_Records from a data collection_
========================================================================

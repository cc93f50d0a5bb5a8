//! Error types for the CLI

use std::path::PathBuf;
use thiserror::Error;

/// Errors that end the run with a non-zero exit status
#[derive(Error, Debug)]
pub enum CliError {
    /// Invalid combination of arguments
    #[error("Configuration error: {0}")]
    Config(String),

    #[error("Registration error: {0}")]
    Registration(#[from] aoc_solver::RegistrationError),

    /// The results channel closed before every part was reported
    #[error("Executor stopped: {0}")]
    Executor(#[from] ExecutorError),

    /// Some parts failed; each was already reported on its own line
    #[error("{0} part(s) failed")]
    Failed(usize),

    #[error("Expected {expected}, got {actual}")]
    Mismatch { expected: String, actual: String },
}

/// Why a single day/part produced no answer
#[derive(Error, Debug)]
pub enum ExecutorError {
    #[error("No input file at {}", .0.display())]
    MissingInput(PathBuf),

    #[error(transparent)]
    Input(#[from] InputError),

    #[error(transparent)]
    Solver(#[from] aoc_solver::SolverError),

    #[error("Result channel closed")]
    ChannelSend,
}

/// Input store errors
#[derive(Error, Debug)]
pub enum InputError {
    #[error("Failed to read {}: {source}", path.display())]
    Read {
        path: PathBuf,
        #[source]
        source: std::io::Error,
    },
}
//! Day 6: Wait For It

use anyhow::{anyhow, Context};
use aoc_solver::{AocParser, ParseError, PartSolver, SolveError};
use aoc_solver_macros::AocSolver;
use tracing::debug;

#[derive(AocSolver)]
#[aoc_solver(max_parts = 2)]
pub struct Solver;

#[derive(Debug, Clone, Copy, PartialEq, Eq)]
struct Race {
    time: u64,
    record: u64,
}

impl Race {
    fn beats(&self, hold: u64) -> bool {
        u128::from(hold) * u128::from(self.time - hold) > u128::from(self.record)
    }

    /// Hold times in `0..=time` that travel further than the record.
    ///
    /// `hold * (time - hold) > record` is a downward parabola symmetric
    /// around `time / 2`, so only the smallest winning hold is needed.
    /// The float root is a starting point, corrected with exact checks.
    fn ways_to_win(&self) -> u64 {
        let t = self.time as f64;
        let discriminant = t * t - 4.0 * self.record as f64;
        if discriminant < 0.0 {
            return 0;
        }
        let half = self.time / 2;
        let mut lo = (((t - discriminant.sqrt()) / 2.0).floor().max(0.0) as u64).min(half);
        while lo > 0 && self.beats(lo - 1) {
            lo -= 1;
        }
        while lo <= half && !self.beats(lo) {
            lo += 1;
        }
        if lo > half {
            return 0;
        }
        self.time - 2 * lo + 1
    }
}

#[derive(Debug)]
pub struct Races {
    races: Vec<Race>,
    /// All digits of each row read as one number (part 2's kerning)
    single: Race,
}

fn row<'a>(line: Option<&'a str>, label: &str) -> anyhow::Result<Vec<&'a str>> {
    let line = line.ok_or_else(|| anyhow!("missing {label} line"))?;
    let values = line
        .strip_prefix(label)
        .and_then(|rest| rest.strip_prefix(':'))
        .ok_or_else(|| anyhow!("expected '{label}:'"))?;
    Ok(values.split_whitespace().collect())
}

fn number(text: &str) -> anyhow::Result<u64> {
    text.parse().with_context(|| format!("bad number {text:?}"))
}

fn parse_races(input: &str) -> anyhow::Result<Races> {
    let mut lines = input.lines().filter(|l| !l.trim().is_empty());
    let times = row(lines.next(), "Time")?;
    let records = row(lines.next(), "Distance")?;
    if times.len() != records.len() {
        return Err(anyhow!(
            "{} times but {} distances",
            times.len(),
            records.len()
        ));
    }

    let races = times
        .iter()
        .zip(&records)
        .map(|(t, d)| -> anyhow::Result<Race> {
            Ok(Race {
                time: number(t)?,
                record: number(d)?,
            })
        })
        .collect::<anyhow::Result<Vec<_>>>()?;
    let single = Race {
        time: number(&times.concat())?,
        record: number(&records.concat())?,
    };
    Ok(Races { races, single })
}

impl AocParser for Solver {
    type SharedData<'a> = Races;

    fn parse<'a>(input: &'a str) -> Result<Self::SharedData<'a>, ParseError> {
        parse_races(input).map_err(|e| ParseError::InvalidFormat(format!("{e:#}")))
    }
}

impl PartSolver<1> for Solver {
    fn solve(shared: &mut Self::SharedData<'_>) -> Result<String, SolveError> {
        let product: u64 = shared
            .races
            .iter()
            .map(|race| {
                let ways = race.ways_to_win();
                debug!(time = race.time, record = race.record, ways, "race");
                ways
            })
            .product();
        Ok(product.to_string())
    }
}

impl PartSolver<2> for Solver {
    fn solve(shared: &mut Self::SharedData<'_>) -> Result<String, SolveError> {
        Ok(shared.single.ways_to_win().to_string())
    }
}

#[cfg(test)]
mod tests {
    use super::*;
    use aoc_solver::Solver as _;
    use proptest::prelude::*;

    const SAMPLE: &str = "\
Time:      7  15   30
Distance:  9  40  200
";

    #[test]
    fn sample() {
        let mut shared = Solver::parse(SAMPLE).unwrap();
        assert_eq!(
            shared.single,
            Race {
                time: 71530,
                record: 940200
            }
        );
        assert_eq!(Solver::solve_part(&mut shared, 1).unwrap(), "288");
        assert_eq!(Solver::solve_part(&mut shared, 2).unwrap(), "71503");
    }

    #[test]
    fn exact_roots_do_not_count() {
        // 10 * 20 == 200 ties the record
        assert_eq!(Race { time: 30, record: 200 }.ways_to_win(), 9);
        assert_eq!(Race { time: 4, record: 4 }.ways_to_win(), 0);
        assert_eq!(Race { time: 3, record: 100 }.ways_to_win(), 0);
    }

    proptest! {
        #[test]
        fn matches_brute_force(time in 0u64..300, record in 0u64..20_000) {
            let race = Race { time, record };
            let brute = (0..=time).filter(|&h| race.beats(h)).count() as u64;
            prop_assert_eq!(race.ways_to_win(), brute);
        }
    }
}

========================================================================

A word-for-word copy of the data is what should be returned.

repository cc93f50d0a5bb5a8
//! Error types for the CLI

use std::path::PathBuf;
use thiserror::Error;

/// Errors that end the run with a non-zero exit status
#[derive(Error, Debug)]
pub enum CliError {
    /// Invalid combination of arguments
    #[error("Configuration error: {0}")]
    Config(String),

    #[error("Registration error: {0}")]
    Registration(#[from] aoc_solver::RegistrationError),

    /// The results channel closed before every part was reported
    #[error("Executor stopped: {0}")]
    Executor(#[from] ExecutorError),

    /// Some parts failed; each was already reported on its own line
    #[error("{0} part(s) failed")]
    Failed(usize),

    #[error("Expected {expected}, got {actual}")]
    Mismatch { expected: String, actual: String },
}

/// Why a single day/part produced no answer
#[derive(Error, Debug)]
pub enum ExecutorError {
    #[error("No input file at {}", .0.display())]
    MissingInput(PathBuf),

    #[error(transparent)]
    Input(#[from] InputError),

    #[error(transparent)]
    Solver(#[from] aoc_solver::SolverError),

    #[error("Result channel closed")]
    ChannelSend,
}

/// Input store errors
#[derive(Error, Debug)]
pub enum InputError {
    #[error("Failed to read {}: {source}", path.display())]
    Read {
        path: PathBuf,
        #[source]
        source: std::io::Error,
    },
}
//! Day 6: Wait For It

use anyhow::{anyhow, Context};
use aoc_solver::{AocParser, ParseError, PartSolver, SolveError};
use aoc_solver_macros::AocSolver;
use tracing::debug;

#[derive(AocSolver)]
#[aoc_solver(max_parts = 2)]
pub struct Solver;

#[derive(Debug, Clone, Copy, PartialEq, Eq)]
struct Race {
    time: u64,
    record: u64,
}

impl Race {
    fn beats(&self, hold: u64) -> bool {
        u128::from(hold) * u128::from(self.time - hold) > u128::from(self.record)
    }

    /// Hold times in `0..=time` that travel further than the record.
    ///
    /// `hold * (time - hold) > record` is a downward parabola symmetric
    /// around `time / 2`, so only the smallest winning hold is needed.
    /// The float root is a starting point, corrected with exact checks.
    fn ways_to_win(&self) -> u64 {
        let t = self.time as f64;
        let discriminant = t * t - 4.0 * self.record as f64;
        if discriminant < 0.0 {
            return 0;
        }
        let half = self.time / 2;
        let mut lo = (((t - discriminant.sqrt()) / 2.0).floor().max(0.0) as u64).min(half);
        while lo > 0 && self.beats(lo - 1) {
            lo -= 1;
        }
        while lo <= half && !self.beats(lo) {
            lo += 1;
        }
        if lo > half {
            return 0;
        }
        self.time - 2 * lo + 1
    }
}

#[derive(Debug)]
pub struct Races {
    races: Vec<Race>,
    /// All digits of each row read as one number (part 2's kerning)
    single: Race,
}

fn row<'a>(line: Option<&'a str>, label: &str) -> anyhow::Result<Vec<&'a str>> {
    let line = line.ok_or_else(|| anyhow!("missing {label} line"))?;
    let values = line
        .strip_prefix(label)
        .and_then(|rest| rest.strip_prefix(':'))
        .ok_or_else(|| anyhow!("expected '{label}:'"))?;
    Ok(values.split_whitespace().collect())
}

fn number(text: &str) -> anyhow::Result<u64> {
    text.parse().with_context(|| format!("bad number {text:?}"))
}

fn parse_races(input: &str) -> anyhow::Result<Races> {
    let mut lines = input.lines().filter(|l| !l.trim().is_empty());
    let times = row(lines.next(), "Time")?;
    let records = row(lines.next(), "Distance")?;
    if times.len() != records.len() {
        return Err(anyhow!(
            "{} times but {} distances",
            times.len(),
            records.len()
        ));
    }

    let races = times
        .iter()
        .zip(&records)
        .map(|(t, d)| -> anyhow::Result<Race> {
            Ok(Race {
                time: number(t)?,
                record: number(d)?,
            })
        })
        .collect::<anyhow::Result<Vec<_>>>()?;
    let single = Race {
        time: number(&times.concat())?,
        record: number(&records.concat())?,
    };
    Ok(Races { races, single })
}

impl AocParser for Solver {
    type SharedData<'a> = Races;

    fn parse<'a>(input: &'a str) -> Result<Self::SharedData<'a>, ParseError> {
        parse_races(input).map_err(|e| ParseError::InvalidFormat(format!("{e:#}")))
    }
}

impl PartSolver<1> for Solver {
    fn solve(shared: &mut Self::SharedData<'_>) -> Result<String, SolveError> {
        let product: u64 = shared
            .races
            .iter()
            .map(|race| {
                let ways = race.ways_to_win();
                debug!(time = race.time, record = race.record, ways, "race");
                ways
            })
            .product();
        Ok(product.to_string())
    }
}

impl PartSolver<2> for Solver {
    fn solve(shared: &mut Self::SharedData<'_>) -> Result<String, SolveError> {
        Ok(shared.single.ways_to_win().to_string())
    }
}

#[cfg(test)]
mod tests {
    use super::*;
    use aoc_solver::Solver as _;
    use proptest::prelude::*;

    const SAMPLE: &str = "\
Time:      7  15   30
Distance:  9  40  200
";

    #[test]
    fn sample() {
        let mut shared = Solver::parse(SAMPLE).unwrap();
        assert_eq!(
            shared.single,
            Race {
                time: 71530,
                record: 940200
            }
        );
        assert_eq!(Solver::solve_part(&mut shared, 1).unwrap(), "288");
        assert_eq!(Solver::solve_part(&mut shared, 2).unwrap(), "71503");
    }

    #[test]
    fn exact_roots_do_not_count() {
        // 10 * 20 == 200 ties the record
        assert_eq!(Race { time: 30, record: 200 }.ways_to_win(), 9);
        assert_eq!(Race { time: 4, record: 4 }.ways_to_win(), 0);
        assert_eq!(Race { time: 3, record: 100 }.ways_to_win(), 0);
    }

    proptest! {
        #[test]
        fn matches_brute_force(time in 0u64..300, record in 0u64..20_000) {
            let race = Race { time, record };
            let brute = (0..=time).filter(|&h| race.beats(h)).count() as u64;
            prop_assert_eq!(race.ways_to_win(), brute);
        }
    }
}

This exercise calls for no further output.